Previous articles in the series:
Article # 18. Event flag groups: helper services and data structures
Article # 17. Event flag groups: introduction and basic services
Article # 16. Signals
Article # 15. Memory sections: services and data structures
Article # 14. Memory sections: introduction and basic services
Article # 13. Task data structures and unsupported API calls
Article # 12. Task Services
Article # 11. Tasks: configuration and introduction to the API
Article # 10. Scheduler: additional features and context preservation
Article # 9. Scheduler: implementation
Article # 8. Nucleus SE: Inside and Deployment
Article # 7. Nucleus SE: introduction
Article # 6. Other RTOS services
Article # 5. Interaction between tasks and synchronization
Article # 4. Tasks, context switching and interrupts
Article # 3. Tasks and planning
Article # 2. RTOS: Structure and Real Time
Article # 1. RTOS: introduction.

Using semaphores

In Nucleus SE, semaphores are defined at the assembly stage. An application can have up to 16 semaphores.

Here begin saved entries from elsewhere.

//! Synthetic daily ridership series, coupled to an AQI series.
//!
//! Per mode the model is multiplicative:
//!
//! ```text
//! ridership(t) = base * weekday_multiplier(day_of_week(t))
//!              * seasonal_factor(t)
//!              * aqi_penalty(aqi(t))
//!              * (1 + noise(seed, t))
//! ```
//!
//! rounded and clamped to a non-negative integer. The AQI penalty is the
//! signal the statistics engine recovers later, so its functional form
//! and constants are explicit: see [`AqiPenalty`]. Bus runs lower volume
//! with higher relative variance than metro.

use crate::noise;
use aerovia_traits::types::{AqiRecord, Date, TimeSeriesTable, TransportRecord};
use aerovia_traits::{AeroviaError, Result};
use chrono::{Datelike, Duration};
use rand::SeedableRng;
use rand::rngs::StdRng;
use serde::{Deserialize, Serialize};

/// Ridership reduction applied above an AQI threshold.
///
/// Below `threshold` the factor is exactly 1.0. Above it the factor
/// falls linearly by `per_point` for every AQI point, floored at
/// `1 - max_reduction`, so it is monotonically non-increasing in AQI.
///
/// Defaults: threshold 100 (the Good/Moderate boundary's upper edge),
/// 0.2% ridership lost per AQI point, capped at a 60% total reduction.
#[derive(Debug, Clone, Serialize, Deserialize)]
pub struct AqiPenalty {
    /// AQI level above which avoidance behavior begins.
    pub threshold: f64,
    /// Fractional ridership lost per AQI point above the threshold.
    pub per_point: f64,
    /// Maximum total fractional reduction, however bad the air gets.
    pub max_reduction: f64,
}

impl Default for AqiPenalty {
    fn default() -> Self {
        Self {
            threshold: 100.0,
            per_point: 0.002,
            max_reduction: 0.6,
        }
    }
}

impl AqiPenalty {
    /// Multiplicative ridership factor for a given AQI.
    #[must_use]
    pub fn factor(&self, aqi: f64) -> f64 {
        if aqi <= self.threshold {
            1.0
        } else {
            (1.0 - self.per_point * (aqi - self.threshold)).max(1.0 - self.max_reduction)
        }
    }
}

/// Configuration for the synthetic ridership generator.
#[derive(Debug, Clone, Serialize, Deserialize)]
pub struct TransportGenConfig {
    /// First date of the window.
    pub start: Date,
    /// Window length in days.
    pub days: usize,
    /// Seed for the noise stream; identical seeds yield identical output.
    pub seed: u64,
    /// Mean weekday bus boardings.
    pub bus_base: f64,
    /// Mean weekday metro boardings.
    pub metro_base: f64,
    /// Relative noise std for bus (higher: smaller fleet, lumpier demand).
    pub bus_noise: f64,
    /// Relative noise std for metro.
    pub metro_noise: f64,
    /// Multiplier per weekday, Monday first; weekends well below 1.
    pub weekday_multipliers: [f64; 7],
    /// Amplitude of the annual seasonal factor `1 + a * sin(...)`.
    pub seasonal_amplitude: f64,
    /// Day-of-year offset of the seasonal peak.
    pub seasonal_phase_days: f64,
    /// Ridership penalty applied above the AQI threshold.
    pub aqi_penalty: AqiPenalty,
}

impl Default for TransportGenConfig {
    fn default() -> Self {
        Self {
            start: Date::from_ymd_opt(2024, 1, 1).expect("valid date"),
            days: 90,
            seed: 42,
            bus_base: 15_000.0,
            metro_base: 25_000.0,
            bus_noise: 0.15,
            metro_noise: 0.08,
            weekday_multipliers: [1.0, 1.04, 1.06, 1.03, 0.98, 0.58, 0.52],
            seasonal_amplitude: 0.3,
            seasonal_phase_days: 80.0,
            aqi_penalty: AqiPenalty::default(),
        }
    }
}

impl TransportGenConfig {
    /// Convenience constructor for the three window parameters, keeping
    /// the model constants at their defaults.
    #[must_use]
    pub fn new(start: Date, days: usize, seed: u64) -> Self {
        Self {
            start,
            days,
            seed,
            ..Self::default()
        }
    }
}

/// Generate a synthetic ridership series over the configured window.
///
/// The AQI table supplies the value fed to the penalty function for
/// each day, so it must cover the whole window.
///
/// # Errors
///
/// Returns [`AeroviaError::InsufficientData`] for a zero-length window
/// or when the AQI table is missing a date inside the window.
pub fn generate_transport(
    config: &TransportGenConfig,
    aqi: &TimeSeriesTable<AqiRecord>,
) -> Result<TimeSeriesTable<TransportRecord>> {
    if config.days == 0 {
        return Err(AeroviaError::InsufficientData(
            "generation window must cover at least one day".to_string(),
        ));
    }

    let mut rng = StdRng::seed_from_u64(config.seed);
    let mut records = Vec::with_capacity(config.days);

    for offset in 0..config.days {
        let date = config.start + Duration::days(offset as i64);
        let aqi_value = aqi
            .get(date)
            .map(|r| r.aqi)
            .ok_or_else(|| {
                AeroviaError::InsufficientData(format!("AQI table has no record for {date}"))
            })?;

        let doy = f64::from(date.ordinal());
        let weekday = date.weekday().num_days_from_monday() as usize;

        let seasonal = 1.0
            + config.seasonal_amplitude
                * (std::f64::consts::TAU * (doy - config.seasonal_phase_days) / 365.0).sin();
        let shared = config.weekday_multipliers[weekday]
            * seasonal
            * config.aqi_penalty.factor(aqi_value);

        let bus = config.bus_base * shared * (1.0 + noise::normal(&mut rng, 0.0, config.bus_noise));
        let metro =
            config.metro_base * shared * (1.0 + noise::normal(&mut rng, 0.0, config.metro_noise));

        records.push(TransportRecord {
            date,
            bus_passengers: to_count(bus),
            metro_passengers: to_count(metro),
        });
    }

    TimeSeriesTable::from_records(records)
}

/// Round to the nearest rider and clamp at zero.
fn to_count(value: f64) -> u32 {
    if value.is_finite() && value > 0.0 {
        value.round().min(f64::from(u32::MAX)) as u32
    } else {
        0
    }
}

#[cfg(test)]
mod tests {
    use super::*;
    use crate::aqi::{AqiGenConfig, generate_aqi};

    fn d(y: i32, m: u32, day: u32) -> Date {
        Date::from_ymd_opt(y, m, day).unwrap()
    }

    fn flat_aqi(start: Date, days: usize, level: f64) -> TimeSeriesTable<AqiRecord> {
        let records = (0..days)
            .map(|i| AqiRecord {
                date: start + Duration::days(i as i64),
                pm25: 10.0,
                pm10: 20.0,
                no2: 15.0,
                ozone: 25.0,
                aqi: level,
            })
            .collect();
        TimeSeriesTable::from_records(records).unwrap()
    }

    #[test]
    fn test_window_shape_and_domain() {
        let aqi = generate_aqi(&AqiGenConfig::new(d(2024, 1, 1), 90, 42)).unwrap();
        let config = TransportGenConfig::new(d(2024, 1, 1), 90, 42);
        let table = generate_transport(&config, &aqi).unwrap();

        assert_eq!(table.len(), 90);
        assert!(table.is_contiguous());
        assert_eq!(table.first_date(), Some(d(2024, 1, 1)));
    }

    #[test]
    fn test_determinism() {
        let aqi = generate_aqi(&AqiGenConfig::new(d(2024, 1, 1), 60, 9)).unwrap();
        let config = TransportGenConfig::new(d(2024, 1, 1), 60, 9);
        let a = generate_transport(&config, &aqi).unwrap();
        let b = generate_transport(&config, &aqi).unwrap();
        assert_eq!(a.records(), b.records());
    }

    #[test]
    fn test_missing_aqi_date_is_an_error() {
        let aqi = flat_aqi(d(2024, 1, 1), 5, 50.0);
        let config = TransportGenConfig::new(d(2024, 1, 1), 10, 1);
        assert!(generate_transport(&config, &aqi).is_err());
    }

    #[test]
    fn test_penalty_is_monotone_non_increasing() {
        let penalty = AqiPenalty::default();
        let mut prev = penalty.factor(0.0);
        for step in 0..100 {
            let factor = penalty.factor(f64::from(step) * 5.0);
            assert!(factor <= prev + 1e-12);
            assert!(factor >= 1.0 - penalty.max_reduction);
            prev = factor;
        }
        assert_eq!(penalty.factor(100.0), 1.0);
        assert!(penalty.factor(101.0) < 1.0);
    }

    #[test]
    fn test_spike_week_depresses_ridership() {
        // Two weeks, identical weekday composition, Monday-aligned start;
        // noise disabled so the penalty is the only difference.
        let start = d(2024, 1, 1);
        let mut records = flat_aqi(start, 7, 300.0).into_records();
        records.extend(flat_aqi(start + Duration::days(7), 7, 50.0).into_records());
        let aqi = TimeSeriesTable::from_records(records).unwrap();

        let config = TransportGenConfig {
            bus_noise: 0.0,
            metro_noise: 0.0,
            ..TransportGenConfig::new(start, 14, 42)
        };
        let table = generate_transport(&config, &aqi).unwrap();

        let week_mean = |from: usize| -> f64 {
            table.records()[from..from + 7]
                .iter()
                .map(|r| f64::from(r.bus_passengers + r.metro_passengers))
                .sum::<f64>()
                / 7.0
        };

        assert!(week_mean(0) < week_mean(7));
    }

    #[test]
    fn test_bus_has_higher_relative_variance() {
        let aqi = flat_aqi(d(2024, 1, 1), 365, 50.0);
        let config = TransportGenConfig {
            seasonal_amplitude: 0.0,
            ..TransportGenConfig::new(d(2024, 1, 1), 365, 11)
        };
        let table = generate_transport(&config, &aqi).unwrap();

        // Weekdays only so the weekday multipliers do not dominate.
        let relative_std = |extract: fn(&TransportRecord) -> f64| -> f64 {
            let vals: Vec<f64> = table
                .iter()
                .filter(|r| r.date.weekday().num_days_from_monday() == 2)
                .map(extract)
                .collect();
            let mean = vals.iter().sum::<f64>() / vals.len() as f64;
            let var = vals.iter().map(|v| (v - mean).powi(2)).sum::<f64>()
                / (vals.len() - 1) as f64;
            var.sqrt() / mean
        };

        let bus_rel = relative_std(|r| f64::from(r.bus_passengers));
        let metro_rel = relative_std(|r| f64::from(r.metro_passengers));
        assert!(bus_rel > metro_rel);
    }
}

If the semaphores are not specified, the code for service calls and data structures is not included in the application.

A semaphore is a U8 type counter, access to which is controlled in such a way that several tasks can use it. The task can reduce the semaphore count (capture) or increase it (release). Attempting to capture a semaphore with a null value may result in an error or a suspension of the task, depending on the selected API call parameters and the configuration of the Nucleus SE.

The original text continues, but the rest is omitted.